Alir3z4 / html2text

Convert HTML to Markdown-formatted text.
alir3z4.github.io/html2text/
GNU General Public License v3.0
1.74k stars 266 forks source link

Fix tables with empty first cell #380

Open joouha opened 2 years ago

joouha commented 2 years ago

Hello

This PR fixes an issue where an empty first cell in a table results in markdown tables which do parse properly.

For example:

<table>
  <tr><th></th><th>b</th></tr>
  <tr><td>c</td><td>d</td></tr>
</table>

results in the following output:

| b
---|---
c | d

which is not a valid markdown table:

b
c d

With this fix, the output is:

| | b
---|---
c | d

which renders correctly:

b
c d
joouha commented 2 years ago

If anyone else is experiencing the same issue, the following regex substitution can be used as a workaround:

import re
from html2text import HTML2Text

data = "<table><tr><td></td><td>a</td></tr></table>"

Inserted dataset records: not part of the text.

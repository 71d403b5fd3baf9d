//! Filesystem-safe name sanitization
//!
//! Shared by `codetriever-meta-data` (clone directory naming) and
//! `codetriever-indexing` (job registry keys) so a repo name maps to
//! the same safe string everywhere it's used.

/// Maximum length of a sanitized repo name.
pub const MAX_REPO_NAME_LEN: usize = 100;

/// Characters that are never safe in a path component across platforms.
const UNSAFE_CHARS: [char; 8] = ['<', '>', ':', '"', '/', '\\', '|', '?'];

/// Replace unsafe characters and control characters with `_`, then
/// truncate to [`MAX_REPO_NAME_LEN`] characters.
///
/// This is the canonical `RepoName` transform from spec.md §3/§4.5: a
/// filesystem-safe string used both as the clone directory name and as
/// the unique key in the job registry and search filters.
pub fn sanitize_repo_name(name: &str) -> String {
    let replaced: String = name
        .chars()
        .map(|c| {
            if UNSAFE_CHARS.contains(&c) || c == '*' || c.is_control() {
                '_'
            } else {
                c
            }
        })
        .collect();

    replaced.chars().take(MAX_REPO_NAME_LEN).collect()
}

#[cfg(test)]
mod tests {
    use super::*;

    #[test]
    fn replaces_unsafe_characters() {
        assert_eq!(sanitize_repo_name("foo/bar:baz"), "foo_bar_baz");
        assert_eq!(sanitize_repo_name("a<b>c\"d|e?f*g"), "a_b_c_d_e_f_g");
    }

    #[test]
    fn replaces_control_characters() {
        let input = "name\n\twith\0control";
        let sanitized = sanitize_repo_name(input);
        assert!(!sanitized.chars().any(char::is_control));
    }

    #[test]
    fn truncates_to_max_length() {
        let long = "a".repeat(500);
        let sanitized = sanitize_repo_name(&long);
        assert_eq!(sanitized.len(), MAX_REPO_NAME_LEN);
    }

    #[test]
    fn leaves_safe_names_untouched() {
        assert_eq!(sanitize_repo_name("my-repo_123"), "my-repo_123");
    }
}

result = HTML2Text().handle(data)

print(result)

# | a
# ---|---

result = re.sub(
    r"^((\|\s+[^\|]+\s+)((\|\s+[^\|]+\s+|:?-+:?\|)(\|\s+[^\|]+\s+|:?-+:?\|))*:?-+:?\|:?-+:?\s*$)",
    r"|  \1", 
    result,
    0,
    re.MULTILINE,
)

print(result)

print(result)

# |  | a
# ---|---

It adds an empty cell at the start of the table if the number of header cells does not match the number of columns in the table.

Alir3z4 commented 5 months ago

Can you please update the code with tests?

Alir3z4 commented 5 months ago

@joouha Thanks for adding the tests and the patch. Code looks ok, but after running the CI, it failed.

You can run the tests locally by tox and check the results yourself as well.